Give the lines of the material verbatim, from the first line to the line with "one frame's budget.", including both.

### Input material ###

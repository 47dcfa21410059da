//! Backend type aliases and device management
//!
//! - **TrainingBackend**: Autodiff-enabled NdArray backend used by the trainer (CPU)
//! - **InferenceBackend**: Plain NdArray backend used by the game (CPU)
//!
//! The regressor is a single small LSTM layer queried once every few frames, so the
//! CPU backend keeps a prediction far below one frame's budget.

use burn::backend::{
    Autodiff,
    ndarray::{NdArray, NdArrayDevice},
};

/// Backend type for training (with autodiff)
pub type TrainingBackend = Autodiff<NdArray<f32>>;

/// Backend type for inference (without autodiff)
pub type InferenceBackend = NdArray<f32>;

/// Get the default device for computation
pub fn default_device() -> NdArrayDevice {
    NdArrayDevice::default()
}

#[cfg(test)]
mod tests {
    use super::*;

    #[test]
    fn test_default_device() {
        let device = default_device();
        let _device_copy = device.clone();
    }
}
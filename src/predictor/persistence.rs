//! Saving and loading the predictor artifact
//!
//! A trained predictor is stored as two files:
//! - `<path>` - Network weights (Burn named MessagePack record)
//! - `<path>.meta.json` - Network configuration, normalization bounds, training summary
//!
//! The game needs both before a round can start; either one missing is fatal.

use super::{LstmPredictor, LstmRegressor, LstmRegressorConfig, NormalizationBounds};
use anyhow::{Context, Result};
use burn::{
    module::Module,
    record::{FullPrecisionSettings, NamedMpkFileRecorder, Recorder},
    tensor::backend::Backend,
};
use serde::{Deserialize, Serialize};
use std::path::{Path, PathBuf};

/// Metadata saved alongside the network weights
#[derive(Debug, Clone, PartialEq, Serialize, Deserialize)]
pub struct ModelMetadata {
    /// Architecture needed to rebuild the network before loading weights
    pub network: LstmRegressorConfig,

    /// Bounds the training data was scaled with
    pub bounds: NormalizationBounds,

    /// Number of training windows (excluding validation)
    pub training_samples: usize,

    /// Epochs run before stopping
    pub epochs_trained: usize,

    /// Best validation loss seen, if a validation split was used
    pub best_validation_loss: Option<f32>,

    /// Version identifier for compatibility checking
    pub version: String,
}

impl ModelMetadata {
    pub fn new(network: LstmRegressorConfig, bounds: NormalizationBounds) -> Self {
        Self {
            network,
            bounds,
            training_samples: 0,
            epochs_trained: 0,
            best_validation_loss: None,
            version: env!("CARGO_PKG_VERSION").to_string(),
        }
    }
}

/// Path of the metadata file belonging to a weights file
pub fn metadata_path(path: &Path) -> PathBuf {
    path.with_extension("meta.json")
}

/// Save a trained network and its metadata
///
/// Creates parent directories if they don't exist.
pub fn save_model<B: Backend>(
    network: &LstmRegressor<B>,
    metadata: &ModelMetadata,
    path: &Path,
) -> Result<()> {
    if let Some(parent) = path.parent() {
        std::fs::create_dir_all(parent)
            .with_context(|| format!("Failed to create directory: {:?}", parent))?;
    }

    let recorder = NamedMpkFileRecorder::<FullPrecisionSettings>::new();
    recorder
        .record(network.clone().into_record(), path.to_path_buf())
        .context("Failed to save network weights")?;

    let meta_path = metadata_path(path);
    let meta_json =
        serde_json::to_string_pretty(metadata).context("Failed to serialize metadata")?;
    std::fs::write(&meta_path, meta_json)
        .with_context(|| format!("Failed to write metadata to {:?}", meta_path))?;

    Ok(())
}

/// Load and validate the metadata of a saved model
pub fn load_metadata(path: &Path) -> Result<ModelMetadata> {
    let meta_path = metadata_path(path);
    let meta_json = std::fs::read_to_string(&meta_path)
        .with_context(|| format!("Failed to read metadata from {:?}", meta_path))?;
    let metadata: ModelMetadata =
        serde_json::from_str(&meta_json).context("Failed to deserialize metadata")?;

    metadata
        .bounds
        .validate()
        .with_context(|| format!("Invalid normalization bounds in {:?}", meta_path))?;

    Ok(metadata)
}

/// Load a saved network
pub fn load_network<B: Backend>(
    path: &Path,
    device: &B::Device,
) -> Result<(LstmRegressor<B>, ModelMetadata)> {
    let metadata = load_metadata(path)?;

    let network = metadata.network.init::<B>(device);
    let recorder = NamedMpkFileRecorder::<FullPrecisionSettings>::new();
    let record = recorder
        .load(path.to_path_buf(), device)
        .with_context(|| format!("Failed to load network weights from {:?}", path))?;

    Ok((network.load_record(record), metadata))
}

/// Load a saved network wrapped as a `Predictor`
pub fn load_lstm_predictor<B: Backend>(
    path: &Path,
    device: &B::Device,
) -> Result<(LstmPredictor<B>, ModelMetadata)> {
    let (network, metadata) = load_network::<B>(path, device)?;
    let predictor = LstmPredictor::new(
        network,
        metadata.network.sequence_length,
        device.clone(),
    );
    Ok((predictor, metadata))
}
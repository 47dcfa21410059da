use super::{character::Character, enemy::Enemy};

/// Everything that changes during one round
///
/// Built fresh by `GameEngine::reset` and mutated only through `GameEngine::step`.
#[derive(Debug, Clone)]
pub struct RoundState {
    pub player: Character,
    pub enemy: Enemy,
    /// Frames survived without contact
    pub score: u32,
    /// Frames simulated, including the fatal one
    pub frames: u64,
    pub is_running: bool,
}

impl RoundState {
    pub fn new(player: Character, enemy: Enemy) -> Self {
        Self {
            player,
            enemy,
            score: 0,
            frames: 0,
            is_running: true,
        }
    }

    /// Whether the player and enemy boxes currently overlap
    pub fn is_caught(&self) -> bool {
        self.player.overlaps(&self.enemy.body)
    }

    /// Horizontal gap between the two characters' left edges
    pub fn separation(&self) -> f32 {
        (self.player.x - self.enemy.body.x).abs()
    }
}

#[cfg(test)]
mod tests {
    use super::*;
    use crate::game::GameConfig;

    #[test]
    fn test_new_round_is_running() {
        let config = GameConfig::default();
        let player = Character::on_floor(168.0, &config);
        let enemy = Enemy::new(Character::on_floor(368.0, &config), &config);

        let state = RoundState::new(player, enemy);

        assert!(state.is_running);
        assert_eq!(state.score, 0);
        assert_eq!(state.frames, 0);
        assert!(!state.is_caught());
        assert_eq!(state.separation(), 200.0);
    }

    #[test]
    fn test_caught_when_boxes_overlap() {
        let config = GameConfig::default();
        let player = Character::on_floor(168.0, &config);
        let enemy = Enemy::new(Character::on_floor(198.0, &config), &config);

        assert!(RoundState::new(player, enemy).is_caught());
    }
}
//! Player movement recording for offline training

pub mod movement_log;

pub use movement_log::{MovementLog, MovementRecord, read_x_positions};
//! Presentation text and colors, optionally overridden from a JSON file
//!
//! Every field falls back to the built-in value on its own, so a theme file with
//! one bad color still applies its other fields.

use ratatui::style::Color;
use serde::Deserialize;
use std::path::Path;
use std::str::FromStr;

#[derive(Debug, Clone, PartialEq)]
pub struct Theme {
    pub title: String,
    pub player_label: String,
    pub enemy_label: String,
    pub player_color: Color,
    pub enemy_color: Color,
    pub accent_color: Color,
    pub floor_color: Color,
}

impl Default for Theme {
    fn default() -> Self {
        Self {
            title: "CATCH ME IF YOU CAN".to_string(),
            player_label: "Windy".to_string(),
            enemy_label: "Hunter".to_string(),
            player_color: Color::Cyan,
            enemy_color: Color::Red,
            accent_color: Color::Yellow,
            floor_color: Color::DarkGray,
        }
    }
}

/// Theme file as written on disk; every field optional
#[derive(Debug, Default, Deserialize)]
#[serde(default)]
struct ThemeFile {
    title: Option<String>,
    player_label: Option<String>,
    enemy_label: Option<String>,
    player_color: Option<String>,
    enemy_color: Option<String>,
    accent_color: Option<String>,
    floor_color: Option<String>,
}

impl Theme {
    /// Load a theme, falling back to the built-in one when the file is missing
    /// or unreadable
    pub fn load_or_default(path: Option<&Path>) -> Self {
        let Some(path) = path else {
            return Self::default();
        };

        let json = match std::fs::read_to_string(path) {
            Ok(json) => json,
            Err(err) => {
                tracing::warn!("Failed to read theme {:?}, using built-in theme: {}", path, err);
                return Self::default();
            }
        };

        match Self::from_json(&json) {
            Ok(theme) => {
                tracing::info!("Loaded theme from {:?}", path);
                theme
            }
            Err(err) => {
                tracing::warn!("Failed to parse theme {:?}, using built-in theme: {}", path, err);
                Self::default()
            }
        }
    }

    /// Parse a theme, substituting built-in values for missing or invalid fields
    pub fn from_json(json: &str) -> serde_json::Result<Self> {
        let file: ThemeFile = serde_json::from_str(json)?;
        let defaults = Self::default();

        Ok(Self {
            title: text_or(file.title, defaults.title),
            player_label: text_or(file.player_label, defaults.player_label),
            enemy_label: text_or(file.enemy_label, defaults.enemy_label),
            player_color: color_or("player_color", file.player_color, defaults.player_color),
            enemy_color: color_or("enemy_color", file.enemy_color, defaults.enemy_color),
            accent_color: color_or("accent_color", file.accent_color, defaults.accent_color),
            floor_color: color_or("floor_color", file.floor_color, defaults.floor_color),
        })
    }
}

fn text_or(value: Option<String>, fallback: String) -> String {
    match value {
        Some(text) if !text.trim().is_empty() => text,
        _ => fallback,
    }
}

fn color_or(field: &str, value: Option<String>, fallback: Color) -> Color {
    let Some(raw) = value else {
        return fallback;
    };

    Color::from_str(&raw).unwrap_or_else(|_| {
        tracing::warn!(field, value = %raw, "unknown color, using built-in");
        fallback
    })
}
use super::history::PositionHistory;
use crate::predictor::{NormalizationBounds, PredictionError, Predictor};

/// What the gate did on a frame
#[derive(Debug, Clone, PartialEq)]
pub enum GateOutcome {
    /// Cooling down or the history is not full yet; the target is unchanged
    Waiting,
    /// The predictor ran and the target moved to this x
    Predicted(f32),
    /// The predictor ran but failed; the previous target is kept
    Failed(PredictionError),
}

/// Decides when to query the predictor and remembers the last target
///
/// The counter advances every frame. Once it has reached the interval and the
/// history is full, the next frame resets it and runs exactly one prediction.
#[derive(Debug, Clone)]
pub struct PredictionGate {
    interval: u32,
    counter: u32,
    target_x: f32,
    predictions: u64,
    failures: u64,
}

impl PredictionGate {
    pub fn new(interval: u32, initial_target_x: f32) -> Self {
        Self {
            interval,
            counter: 0,
            target_x: initial_target_x,
            predictions: 0,
            failures: 0,
        }
    }

    pub fn target_x(&self) -> f32 {
        self.target_x
    }

    pub fn counter(&self) -> u32 {
        self.counter
    }

    /// Successful predictions so far
    pub fn predictions(&self) -> u64 {
        self.predictions
    }

    pub fn failures(&self) -> u64 {
        self.failures
    }

    /// Advance one frame, querying the predictor if due
    pub fn tick(
        &mut self,
        history: &PositionHistory,
        bounds: &NormalizationBounds,
        predictor: &dyn Predictor,
    ) -> GateOutcome {
        self.counter += 1;

        if self.counter < self.interval || !history.is_full() {
            return GateOutcome::Waiting;
        }
        self.counter = 0;

        let window: Vec<f32> = history.iter().map(|x| bounds.normalize(x)).collect();

        let result = predictor.predict(&window).and_then(|y| {
            if y.is_finite() {
                Ok(y)
            } else {
                Err(PredictionError::NonFinite(y))
            }
        });

        match result {
            Ok(normalized) => {
                self.target_x = bounds.denormalize(normalized);
                self.predictions += 1;
                tracing::trace!(
                    predictor = predictor.name(),
                    target_x = self.target_x,
                    "enemy target updated"
                );
                GateOutcome::Predicted(self.target_x)
            }
            Err(err) => {
                self.failures += 1;
                tracing::warn!(
                    predictor = predictor.name(),
                    failures = self.failures,
                    "prediction failed, keeping target {}: {}",
                    self.target_x,
                    err
                );
                GateOutcome::Failed(err)
            }
        }
    }
}
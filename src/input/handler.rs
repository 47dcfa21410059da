use crossterm::event::{KeyCode, KeyEvent, KeyModifiers};

/// A control the player holds down
#[derive(Debug, Clone, Copy, PartialEq, Eq, Hash)]
pub enum Control {
    Left,
    Right,
    Jump,
}

#[derive(Debug, Clone, PartialEq, Eq)]
pub enum KeyAction {
    Control(Control),
    Start,
    Restart,
    Quit,
    None,
}

pub struct InputHandler;

impl InputHandler {
    pub fn new() -> Self {
        Self
    }

    pub fn handle_key_event(&self, key: KeyEvent) -> KeyAction {
        // Handle Ctrl+C
        if key.modifiers.contains(KeyModifiers::CONTROL) && key.code == KeyCode::Char('c') {
            return KeyAction::Quit;
        }

        match key.code {
            // Movement - arrow keys and space
            KeyCode::Left => KeyAction::Control(Control::Left),
            KeyCode::Right => KeyAction::Control(Control::Right),
            KeyCode::Char(' ') | KeyCode::Up => KeyAction::Control(Control::Jump),

            // Movement - A/D
            KeyCode::Char('a') | KeyCode::Char('A') => KeyAction::Control(Control::Left),
            KeyCode::Char('d') | KeyCode::Char('D') => KeyAction::Control(Control::Right),

            // Screens
            KeyCode::Char('y') | KeyCode::Char('Y') | KeyCode::Enter => KeyAction::Start,
            KeyCode::Char('r') | KeyCode::Char('R') => KeyAction::Restart,
            KeyCode::Char('q') | KeyCode::Char('Q') | KeyCode::Esc => KeyAction::Quit,

            _ => KeyAction::None,
        }
    }
}

impl Default for InputHandler {
    fn default() -> Self {
        Self::new()
    }
}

###

§ Your response
repository 47dcfa21410059da
//! Backend type aliases and device management
//!
//! - **TrainingBackend**: Autodiff-enabled NdArray backend used by the trainer (CPU)
//! - **InferenceBackend**: Plain NdArray backend used by the game (CPU)
//!
//! The regressor is a single small LSTM layer queried once every few frames, so the
//! CPU backend keeps a prediction far below one frame's budget.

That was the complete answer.